The underground world, known as London Below, is based on the names for Tube stops (subway stations). So there really is an Earl in Earl’s Court. At Knightsbridge, there is a night that steals people away as you cross it. And there is an angel named Islington. The story makes several references to The Wizard of Oz, but I think it’s more akin to Alice and Wonderland. Aside from Door, you never know who is good and who is bad. Everyone is after their own gains, so no one can be trusted all the way.
Although Richard is the protagonist, the narrative slips into omniscient interjections from time to time, even including Jessica, Richard’s fiancée, who we thought was out of the story after chapter one. We get to see the cruelness up close with Mr. Croup and Mr. Vandemar as they chew heads off rats etcetera. They don’t quite become relatable even in a close narrative the way, say, Mr.
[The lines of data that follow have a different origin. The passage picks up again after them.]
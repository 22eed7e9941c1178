use editor_lineops::region::compute_moving_selection;
use editor_lineops::{
    CommandResult, DeletionKind, Document, FlatMapper, LineCommand, LineCommandExecutor,
    LineMutationEngine, MemoryClipboard, MoveDirection, NoOpReason, TextBuffer, TextSelection,
    ViewerEvent,
};
use pretty_assertions::assert_eq;
use rand::rngs::StdRng;
use rand::{Rng, SeedableRng};

fn caret_at(executor: &mut LineCommandExecutor, offset: usize) {
    executor
        .execute(LineCommand::MoveCaret { offset })
        .unwrap();
}

#[test]
fn test_move_beta_up_selects_relocated_line() {
    let mut executor = LineCommandExecutor::new("alpha\nbeta\ngamma");
    caret_at(&mut executor, 8);

    let result = executor.execute(LineCommand::MoveLinesUp).unwrap();

    assert_eq!(executor.text(), "beta\nalpha\ngamma");
    assert_eq!(result, CommandResult::Selection(TextSelection::new(0, 4)));
}

#[test]
fn test_delete_beta_whole() {
    let mut executor = LineCommandExecutor::new("alpha\nbeta\ngamma");
    caret_at(&mut executor, 6);

    executor.execute(LineCommand::DeleteLine).unwrap();

    assert_eq!(executor.text(), "alpha\ngamma");
    assert_eq!(executor.selection(), TextSelection::caret(6));
}

#[test]
fn test_delete_whole_removes_every_touched_line() {
    let mut executor = LineCommandExecutor::new("l0\nl1\r\nl2\rl3\nl4");
    // From inside "l1" to inside "l3".
    executor
        .execute(LineCommand::SetSelection {
            offset: 4,
            length: 7,
        })
        .unwrap();

    executor.execute(LineCommand::DeleteLine).unwrap();

    assert_eq!(executor.text(), "l0\nl4");
    assert_eq!(executor.document().number_of_lines(), 2);
}

#[test]
fn test_delete_whole_on_last_line_keeps_line_count() {
    let mut executor = LineCommandExecutor::new("a\nb");
    caret_at(&mut executor, 2);

    executor.execute(LineCommand::DeleteLine).unwrap();

    assert_eq!(executor.text(), "a\n");
    assert_eq!(executor.document().number_of_lines(), 2);
}

#[test]
fn test_delete_to_beginning_and_end() {
    let mut executor = LineCommandExecutor::new("hello world\nnext");
    caret_at(&mut executor, 6);
    executor.execute(LineCommand::DeleteLineToBeginning).unwrap();
    assert_eq!(executor.text(), "world\nnext");
    assert_eq!(executor.selection(), TextSelection::caret(0));

    caret_at(&mut executor, 2);
    executor.execute(LineCommand::DeleteLineToEnd).unwrap();
    assert_eq!(executor.text(), "wo\nnext");

    // At the end of the content only the delimiter goes.
    executor.execute(LineCommand::DeleteLineToEnd).unwrap();
    assert_eq!(executor.text(), "wonext");
}

#[test]
fn test_delete_to_end_on_last_line_end_is_unchanged() {
    let mut executor = LineCommandExecutor::new("a\nb");
    caret_at(&mut executor, 3);
    let result = executor.execute(LineCommand::DeleteLineToEnd).unwrap();
    assert_eq!(result, CommandResult::Unchanged(NoOpReason::EmptyRegion));
    assert_eq!(executor.text(), "a\nb");
}

#[test]
fn test_move_down_keeps_each_lines_delimiter_position() {
    let mut executor = LineCommandExecutor::new("one\r\ntwo\nthree");
    caret_at(&mut executor, 0);

    executor.execute(LineCommand::MoveLinesDown).unwrap();

    assert_eq!(executor.text(), "two\r\none\nthree");
    assert_eq!(executor.selection(), TextSelection::new(5, 3));
}

#[test]
fn test_copy_lines_down_selects_lower_copy() {
    let mut executor = LineCommandExecutor::new("a\nb\nc");
    executor
        .execute(LineCommand::SetSelection {
            offset: 0,
            length: 3,
        })
        .unwrap();

    executor.execute(LineCommand::CopyLinesDown).unwrap();

    assert_eq!(executor.text(), "a\nb\na\nb\nc");
    assert_eq!(executor.selection(), TextSelection::new(4, 3));
}

#[test]
fn test_join_lines_strips_indentation() {
    let mut executor = LineCommandExecutor::new("foo\n  bar\n");
    caret_at(&mut executor, 1);

    let result = executor.execute(LineCommand::JoinLines).unwrap();

    assert_eq!(executor.text(), "foo bar\n");
    assert_eq!(result, CommandResult::Selection(TextSelection::caret(7)));
}

#[test]
fn test_join_lines_on_last_line_is_unchanged() {
    let mut executor = LineCommandExecutor::new("foo\nbar");
    caret_at(&mut executor, 5);

    let result = executor.execute(LineCommand::JoinLines).unwrap();

    assert_eq!(result, CommandResult::Unchanged(NoOpReason::EdgeOfBuffer));
    assert_eq!(executor.text(), "foo\nbar");
}

#[test]
fn test_trailing_empty_line_moves_like_any_other() {
    let mut executor = LineCommandExecutor::new("a\nb\n");
    caret_at(&mut executor, 4);

    executor.execute(LineCommand::MoveLinesUp).unwrap();
    assert_eq!(executor.text(), "a\n\nb");
    assert_eq!(executor.selection(), TextSelection::caret(2));

    executor.execute(LineCommand::MoveLinesDown).unwrap();
    assert_eq!(executor.text(), "a\nb\n");
}

#[test]
fn test_engine_delete_and_clipboard_are_independent_of_executor() {
    let mut doc = Document::new("x\ny");
    let mut clipboard = MemoryClipboard::new();
    let mut engine = LineMutationEngine::new();

    engine
        .delete_line(
            &mut doc,
            &FlatMapper::new(),
            &mut clipboard,
            TextSelection::caret(0),
            DeletionKind::Whole,
            true,
        )
        .unwrap();

    assert_eq!(doc.text(), "y");
    assert_eq!(clipboard.contents(), Some("x\n"));
}

#[test]
fn test_stale_viewer_selection_aborts_without_editing() {
    let mut executor = LineCommandExecutor::new("alpha\nbeta");
    // The viewer still reports a selection from before the buffer shrank.
    executor.handle_event(ViewerEvent::SelectionChanged(TextSelection::caret(40)));

    for command in [
        LineCommand::CutLine,
        LineCommand::MoveLinesDown,
        LineCommand::CopyLinesUp,
        LineCommand::JoinLines,
    ] {
        assert_eq!(executor.execute(command).unwrap(), CommandResult::Aborted);
    }

    assert_eq!(executor.text(), "alpha\nbeta");
    assert_eq!(executor.clipboard().contents(), None);
    assert!(!executor.document().can_undo());
}

/// Lines of lowercase letters joined by one delimiter kind.
fn random_document(rng: &mut StdRng, allow_empty_lines: bool) -> String {
    let delimiter = ["\n", "\r\n", "\r"][rng.gen_range(0..3)];
    let line_count = rng.gen_range(2..12);
    let min_len = if allow_empty_lines { 0 } else { 1 };
    let lines: Vec<String> = (0..line_count)
        .map(|_| {
            let len = rng.gen_range(min_len..6);
            (0..len)
                .map(|_| (b'a' + rng.gen_range(0..26)) as char)
                .collect()
        })
        .collect();
    lines.join(delimiter)
}

fn random_selection(rng: &mut StdRng, len: usize) -> TextSelection {
    let offset = rng.gen_range(0..=len);
    let length = rng.gen_range(0..=len - offset);
    TextSelection::new(offset, length)
}

#[test]
fn test_random_move_round_trips_restore_text() {
    let mut rng = StdRng::seed_from_u64(0x11e0_5eed);
    let mapper = FlatMapper::new();

    for _ in 0..300 {
        let original = random_document(&mut rng, true);
        let mut doc = Document::new(&original);
        let mut engine = LineMutationEngine::new();
        let selection = random_selection(&mut rng, doc.len());
        let (first, second) = if rng.gen_bool(0.5) {
            (MoveDirection::Up, MoveDirection::Down)
        } else {
            (MoveDirection::Down, MoveDirection::Up)
        };

        // A block ending in an empty line cannot be reselected once it lands on the last line.
        let end_line = selection.end_line(&doc).unwrap();
        if first == MoveDirection::Down
            && end_line + 2 == doc.number_of_lines()
            && doc.line_information(end_line).unwrap().length == 0
        {
            continue;
        }

        let outcome = engine
            .move_or_copy_lines(&mut doc, &mapper, selection, first, false)
            .unwrap();
        let Some(moved) = outcome.selection() else {
            assert_eq!(doc.text(), original);
            continue;
        };
        engine
            .move_or_copy_lines(&mut doc, &mapper, moved, second, false)
            .unwrap();

        assert_eq!(doc.text(), original, "selection {selection:?}, {first:?}");
    }
}

#[test]
fn test_random_copies_grow_by_block_and_delimiter() {
    let mut rng = StdRng::seed_from_u64(0xc0b1);
    let mapper = FlatMapper::new();

    for _ in 0..300 {
        let original = random_document(&mut rng, true);
        let mut doc = Document::new(&original);
        let mut engine = LineMutationEngine::new();
        let selection = random_selection(&mut rng, doc.len());
        let direction = if rng.gen_bool(0.5) {
            MoveDirection::Up
        } else {
            MoveDirection::Down
        };

        let (area, _) = compute_moving_selection(&doc, selection).unwrap();
        let block = doc.get(area.offset, area.length).unwrap();
        let delimiter = doc.default_line_ending().char_len();

        let outcome = engine
            .move_or_copy_lines(&mut doc, &mapper, selection, direction, true)
            .unwrap();

        assert!(outcome.is_applied());
        assert_eq!(doc.len(), original.chars().count() + area.length + delimiter);
        assert_eq!(doc.get(area.offset, area.length).unwrap(), block);
    }
}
Tulip and Mr. Pin do in Terry Pratchett’s The Truth (these characters have been criticized for being suspiciously similar). We do, however, get an insight into the marquis. He is my favorite character in both the book and the show (played by Patterson Joseph). He’s a Puss in Boots-style conman with a flappy coat and big boots. But in a moment of torture, we see briefly why he became the way he is. He’s learned that the world wants to be tricked and so he became a flash joke. This explains the way he acts—everything is there for his amusement and he is probably aware his behavior is amusing to others.
I’m still contemplating what Gaiman is trying to say about reality in the end. We know that, should Richard survive, he will either stay in London Below or return to London Above, as it’s been established he can’t live in both worlds. In Alice in Wonderland and the Wizard of Oz, the protagonists return home and seem content to stay there. I think this supports the “Real life is what’s important, and there’s just as much excitement and adventure to be found in my own home” theme. A more modern, but already cliché, ending is the one where the protagonist gets what they want and realizes that they preferred being on the scary adventure instead. (Life on Mars comes to mind). This is the way Neverwhere is. Richard sees how boring the real world is and returns to London Below (or perhaps to madness, as it may be). Perhaps then the theme is “Better to live in dreams than settle for ordinary”?
I was surprised to see just how alike The Secret History of Moscow is to Neverwhere. They both deal a lot with the history of the city, though Neverwhere not so much, and not so politically or myth-based. But they also both have an element of hiding one’s life or soul away inside an egg so that if their body dies, they can still come back to life. Also, rats have personalities and are considered members of society just like people.